(Collected data)
//! Host-memory allocator.
//!
//! Buffers are zero-initialized boxed byte slices. Every buffer reports back
//! to the allocator that created it when dropped, so `live_bytes` reflects
//! exactly what is still reachable from blocks or views.

use super::allocator::{AllocationError, Allocator, BufferDescriptor, DeviceBuffer};
use super::range::BufferRange;
use std::fmt;
use std::sync::atomic::{AtomicUsize, Ordering};
use std::sync::{Arc, Mutex, PoisonError};

#[derive(Debug, Default)]
struct HeapStats {
    live_bytes: AtomicUsize,
    live_buffers: AtomicUsize,
}

/// Allocates buffers from the process heap, optionally capped by a byte
/// budget. Clones share the same accounting.
#[derive(Debug, Clone, Default)]
pub struct HeapAllocator {
    stats: Arc<HeapStats>,
    budget: Option<usize>,
}

impl HeapAllocator {
    pub fn new() -> Self {
        Self::default()
    }

    /// Refuse any request that would push live bytes past `budget`.
    pub fn with_budget(budget: usize) -> Self {
        Self {
            stats: Arc::default(),
            budget: Some(budget),
        }
    }

    pub fn budget(&self) -> Option<usize> {
        self.budget
    }

    /// Bytes held by buffers that have not been dropped yet.
    pub fn live_bytes(&self) -> usize {
        self.stats.live_bytes.load(Ordering::Acquire)
    }

    pub fn live_buffers(&self) -> usize {
        self.stats.live_buffers.load(Ordering::Acquire)
    }

    fn charge(&self, requested: usize) -> Result<(), AllocationError> {
        let budget = self.budget;
        self.stats
            .live_bytes
            .fetch_update(Ordering::AcqRel, Ordering::Acquire, |in_use| {
                let next = in_use.checked_add(requested)?;
                match budget {
                    Some(limit) if next > limit => None,
                    _ => Some(next),
                }
            })
            .map(|_| ())
            .map_err(|in_use| match budget {
                Some(budget) => AllocationError::BudgetExceeded {
                    requested,
                    in_use,
                    budget,
                },
                None => AllocationError::OutOfMemory { requested },
            })
    }

    fn refund(&self, amount: usize) {
        self.stats.live_bytes.fetch_sub(amount, Ordering::AcqRel);
    }
}

impl Allocator for HeapAllocator {
    fn create_buffer(
        &self,
        desc: &BufferDescriptor,
    ) -> Result<Arc<dyn DeviceBuffer>, AllocationError> {
        self.charge(desc.size)?;

        let mut bytes = Vec::new();
        if bytes.try_reserve_exact(desc.size).is_err() {
            self.refund(desc.size);
            return Err(AllocationError::OutOfMemory {
                requested: desc.size,
            });
        }
        bytes.resize(desc.size, 0u8);

        self.stats.live_buffers.fetch_add(1, Ordering::AcqRel);
        Ok(Arc::new(HeapBuffer {
            label: desc.label,
            size: desc.size,
            bytes: Mutex::new(bytes.into_boxed_slice()),
            stats: self.stats.clone(),
        }))
    }
}

/// A buffer returned by [`HeapAllocator`].
pub struct HeapBuffer {
    label: &'static str,
    size: usize,
    bytes: Mutex<Box<[u8]>>,
    stats: Arc<HeapStats>,
}

impl DeviceBuffer for HeapBuffer {
    fn size(&self) -> usize {
        self.size
    }

    fn label(&self) -> &str {
        self.label
    }

    fn write(&self, range: BufferRange, writer: &mut dyn FnMut(&mut [u8])) {
        let mut bytes = self.bytes.lock().unwrap_or_else(PoisonError::into_inner);
        writer(&mut bytes[range.as_range()]);
    }

    fn read(&self, range: BufferRange, reader: &mut dyn FnMut(&[u8])) {
        let bytes = self.bytes.lock().unwrap_or_else(PoisonError::into_inner);
        reader(&bytes[range.as_range()]);
    }
}

impl fmt::Debug for HeapBuffer {
    fn fmt(&self, f: &mut fmt::Formatter<'_>) -> fmt::Result {
        f.debug_struct("HeapBuffer")
            .field("label", &self.label)
            .field("size", &self.size)
            .finish_non_exhaustive()
    }
}

impl Drop for HeapBuffer {
    fn drop(&mut self) {
        self.stats.live_bytes.fetch_sub(self.size, Ordering::AcqRel);
        self.stats.live_buffers.fetch_sub(1, Ordering::AcqRel);
    }
}

#[cfg(test)]
mod tests {
    use super::*;

    #[test]
    fn buffers_start_zeroed_and_round_trip_writes() {
        let allocator = HeapAllocator::new();
        let buffer = allocator
            .create_buffer(&BufferDescriptor::new(8, "test"))
            .unwrap();
        assert_eq!(buffer.size(), 8);
        assert_eq!(buffer.label(), "test");

        buffer.write(BufferRange::new(2, 3), &mut |bytes| bytes.copy_from_slice(&[1, 2, 3]));

        let mut seen = Vec::new();
        buffer.read(BufferRange::new(0, 8), &mut |bytes| seen.extend_from_slice(bytes));
        assert_eq!(seen, vec![0, 0, 1, 2, 3, 0, 0, 0]);
    }

    #[test]
    fn dropping_buffers_returns_bytes() {
        let allocator = HeapAllocator::new();
        let a = allocator.create_buffer(&BufferDescriptor::new(100, "a")).unwrap();
        let b = allocator.create_buffer(&BufferDescriptor::new(28, "b")).unwrap();
        assert_eq!(allocator.live_bytes(), 128);
        assert_eq!(allocator.live_buffers(), 2);

        drop(a);
        assert_eq!(allocator.live_bytes(), 28);
        assert_eq!(allocator.live_buffers(), 1);

        drop(b);
        assert_eq!(allocator.live_bytes(), 0);
        assert_eq!(allocator.live_buffers(), 0);
    }

    #[test]
    fn budget_rejects_requests_past_the_limit() {
        let allocator = HeapAllocator::with_budget(1000);
        assert_eq!(allocator.budget(), Some(1000));
        assert_eq!(HeapAllocator::new().budget(), None);
        let _held = allocator.create_buffer(&BufferDescriptor::new(960, "held")).unwrap();

        let err = allocator
            .create_buffer(&BufferDescriptor::new(64, "spill"))
            .unwrap_err();
        assert_eq!(
            err,
            AllocationError::BudgetExceeded {
                requested: 64,
                in_use: 960,
                budget: 1000,
            }
        );

        // A failed request leaves the accounting untouched.
        assert_eq!(allocator.live_bytes(), 960);
        assert!(allocator.create_buffer(&BufferDescriptor::new(40, "fits")).is_ok());
    }

    #[test]
    fn clones_share_accounting() {
        let allocator = HeapAllocator::new();
        let clone = allocator.clone();
        let _buffer = clone.create_buffer(&BufferDescriptor::new(16, "shared")).unwrap();
        assert_eq!(allocator.live_bytes(), 16);
    }
}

- DIRECTIONS
Write the entries out once more, exactly as they appear.

- TASK ANSWER
//! Host-memory allocator.
//!
//! Buffers are zero-initialized boxed byte slices. Every buffer reports back
//! to the allocator that created it when dropped, so `live_bytes` reflects
//! exactly what is still reachable from blocks or views.

use super::allocator::{AllocationError, Allocator, BufferDescriptor, DeviceBuffer};
use super::range::BufferRange;
use std::fmt;
use std::sync::atomic::{AtomicUsize, Ordering};
use std::sync::{Arc, Mutex, PoisonError};

#[derive(Debug, Default)]
struct HeapStats {
    live_bytes: AtomicUsize,
    live_buffers: AtomicUsize,
}

/// Allocates buffers from the process heap, optionally capped by a byte
/// budget. Clones share the same accounting.
#[derive(Debug, Clone, Default)]
pub struct HeapAllocator {
    stats: Arc<HeapStats>,
    budget: Option<usize>,
}

impl HeapAllocator {
    pub fn new() -> Self {
        Self::default()
    }

    /// Refuse any request that would push live bytes past `budget`.
    pub fn with_budget(budget: usize) -> Self {
        Self {
            stats: Arc::default(),
            budget: Some(budget),
        }
    }

    pub fn budget(&self) -> Option<usize> {
        self.budget
    }

    /// Bytes held by buffers that have not been dropped yet.
    pub fn live_bytes(&self) -> usize {
        self.stats.live_bytes.load(Ordering::Acquire)
    }

    pub fn live_buffers(&self) -> usize {
        self.stats.live_buffers.load(Ordering::Acquire)
    }

    fn charge(&self, requested: usize) -> Result<(), AllocationError> {
        let budget = self.budget;
        self.stats
            .live_bytes
            .fetch_update(Ordering::AcqRel, Ordering::Acquire, |in_use| {
                let next = in_use.checked_add(requested)?;
                match budget {
                    Some(limit) if next > limit => None,
                    _ => Some(next),
                }
            })
            .map(|_| ())
            .map_err(|in_use| match budget {
                Some(budget) => AllocationError::BudgetExceeded {
                    requested,
                    in_use,
                    budget,
                },
                None => AllocationError::OutOfMemory { requested },
            })
    }

    fn refund(&self, amount: usize) {
        self.stats.live_bytes.fetch_sub(amount, Ordering::AcqRel);
    }
}

impl Allocator for HeapAllocator {
    fn create_buffer(
        &self,
        desc: &BufferDescriptor,
    ) -> Result<Arc<dyn DeviceBuffer>, AllocationError> {
        self.charge(desc.size)?;

        let mut bytes = Vec::new();
        if bytes.try_reserve_exact(desc.size).is_err() {
            self.refund(desc.size);
            return Err(AllocationError::OutOfMemory {
                requested: desc.size,
            });
        }
        bytes.resize(desc.size, 0u8);

        self.stats.live_buffers.fetch_add(1, Ordering::AcqRel);
        Ok(Arc::new(HeapBuffer {
            label: desc.label,
            size: desc.size,
            bytes: Mutex::new(bytes.into_boxed_slice()),
            stats: self.stats.clone(),
        }))
    }
}

/// A buffer returned by [`HeapAllocator`].
pub struct HeapBuffer {
    label: &'static str,
    size: usize,
    bytes: Mutex<Box<[u8]>>,
    stats: Arc<HeapStats>,
}

impl DeviceBuffer for HeapBuffer {
    fn size(&self) -> usize {
        self.size
    }

    fn label(&self) -> &str {
        self.label
    }

    fn write(&self, range: BufferRange, writer: &mut dyn FnMut(&mut [u8])) {
        let mut bytes = self.bytes.lock().unwrap_or_else(PoisonError::into_inner);
        writer(&mut bytes[range.as_range()]);
    }

    fn read(&self, range: BufferRange, reader: &mut dyn FnMut(&[u8])) {
        let bytes = self.bytes.lock().unwrap_or_else(PoisonError::into_inner);
        reader(&bytes[range.as_range()]);
    }
}

impl fmt::Debug for HeapBuffer {
    fn fmt(&self, f: &mut fmt::Formatter<'_>) -> fmt::Result {
        f.debug_struct("HeapBuffer")
            .field("label", &self.label)
            .field("size", &self.size)
            .finish_non_exhaustive()
    }
}

impl Drop for HeapBuffer {
    fn drop(&mut self) {
        self.stats.live_bytes.fetch_sub(self.size, Ordering::AcqRel);
        self.stats.live_buffers.fetch_sub(1, Ordering::AcqRel);
    }
}

#[cfg(test)]
mod tests {
    use super::*;

    #[test]
    fn buffers_start_zeroed_and_round_trip_writes() {
        let allocator = HeapAllocator::new();
        let buffer = allocator
            .create_buffer(&BufferDescriptor::new(8, "test"))
            .unwrap();
        assert_eq!(buffer.size(), 8);
        assert_eq!(buffer.label(), "test");

        buffer.write(BufferRange::new(2, 3), &mut |bytes| bytes.copy_from_slice(&[1, 2, 3]));

        let mut seen = Vec::new();
        buffer.read(BufferRange::new(0, 8), &mut |bytes| seen.extend_from_slice(bytes));
        assert_eq!(seen, vec![0, 0, 1, 2, 3, 0, 0, 0]);
    }

    #[test]
    fn dropping_buffers_returns_bytes() {
        let allocator = HeapAllocator::new();
        let a = allocator.create_buffer(&BufferDescriptor::new(100, "a")).unwrap();
        let b = allocator.create_buffer(&BufferDescriptor::new(28, "b")).unwrap();
        assert_eq!(allocator.live_bytes(), 128);
        assert_eq!(allocator.live_buffers(), 2);

        drop(a);
        assert_eq!(allocator.live_bytes(), 28);
        assert_eq!(allocator.live_buffers(), 1);

        drop(b);
        assert_eq!(allocator.live_bytes(), 0);
        assert_eq!(allocator.live_buffers(), 0);
    }

    #[test]
    fn budget_rejects_requests_past_the_limit() {
        let allocator = HeapAllocator::with_budget(1000);
        assert_eq!(allocator.budget(), Some(1000));
        assert_eq!(HeapAllocator::new().budget(), None);
        let _held = allocator.create_buffer(&BufferDescriptor::new(960, "held")).unwrap();

        let err = allocator
            .create_buffer(&BufferDescriptor::new(64, "spill"))
            .unwrap_err();
        assert_eq!(
            err,
            AllocationError::BudgetExceeded {
                requested: 64,
                in_use: 960,
                budget: 1000,
            }
        );

        // A failed request leaves the accounting untouched.
        assert_eq!(allocator.live_bytes(), 960);
        assert!(allocator.create_buffer(&BufferDescriptor::new(40, "fits")).is_ok());
    }

    #[test]
    fn clones_share_accounting() {
        let allocator = HeapAllocator::new();
        let clone = allocator.clone();
        let _buffer = clone.create_buffer(&BufferDescriptor::new(16, "shared")).unwrap();
        assert_eq!(allocator.live_bytes(), 16);
    }
}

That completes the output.